The serotonergic neurotransmission may be normal in some areas of the brain (may be ascending 5-HT neurotransmission) and low in some parts of the brain (may be descending 5-HT neurotransmission which may be from prefrontal cortex and orbitofrontal cortex).

Noradrenergic neurotransmission may be normal (if the person is not having trait anxiety) or may be excessive (if the person is having trait anxiety).

Dopamine neurotransmission may be significantly impaired (both D1 and D2 type).

I feel it is the serotonin to dopamine ratio which is critical in some areas of the brain which is responsible for the observed symptoms.

High serotonin and low dopamine condition (improper ratio) might be leading to hypersomnia. Actually hypersomnia is not a condition of motivated willingness to remain in sleep. Rather it is a condition of unable to motivate oneself from getting up from the bed. So, I feel it is a condition of high serotonin and low dopamine. Because, when the sleep is not refreshing much, nobody will be willing to remain in bed for long period of time. It is the low dopaminergic neurotransmission which might be accountable for this.

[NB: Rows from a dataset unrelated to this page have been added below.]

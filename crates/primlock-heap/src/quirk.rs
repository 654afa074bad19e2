bitflags::bitflags! {
    /// Simulated host defects, applied per object.
    ///
    /// Lockdown has to survive runtimes whose reflection layer is already
    /// subtly broken. Each flag makes one operation misbehave in a way
    /// real hosts have been observed to, so the hardening paths can be
    /// exercised deterministically.
    #[derive(Debug, Clone, Copy, PartialEq, Eq, Default)]
    pub struct Quirks: u32 {
        /// Strict delete reports `false` instead of raising.
        const DELETE_REFUSES = 1 << 0;
        /// Delete claims success but the property remains.
        const DELETE_BOUNCES = 1 << 1;
        /// Delete raises a host fault rather than a type error.
        const DELETE_THROWS = 1 << 2;
        /// `define_property` refuses every redefinition.
        const DEFINE_REFUSES = 1 << 3;
        /// Own-property enumeration fails outright.
        const ENUMERATION_FAILS = 1 << 4;
        /// Descriptor lookup fails outright.
        const DESCRIPTOR_LOOKUP_FAILS = 1 << 5;
        /// Delegate lookup fails outright.
        const PROTO_LOOKUP_FAILS = 1 << 6;
        /// `freeze` refuses to run.
        const FREEZE_REFUSES = 1 << 7;
        /// `prevent_extensions` refuses to run.
        const PREVENT_EXTENSIONS_REFUSES = 1 << 8;
    }
}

The same high serotonin to low dopamine ratio would also be responsible for the hyperphagia. Because, serotonergic drugs induce carbohydrate cravings. So, increased serotonin levels would be leading to carbohydrate cravings thus leading to more food intake and weight gain.

The same high serotonin to low dopamine level would also be responsible for the fatigue, tiredness and heaviness in the legs. I suspect a low dopaminergic neurotransmission in basal ganglia.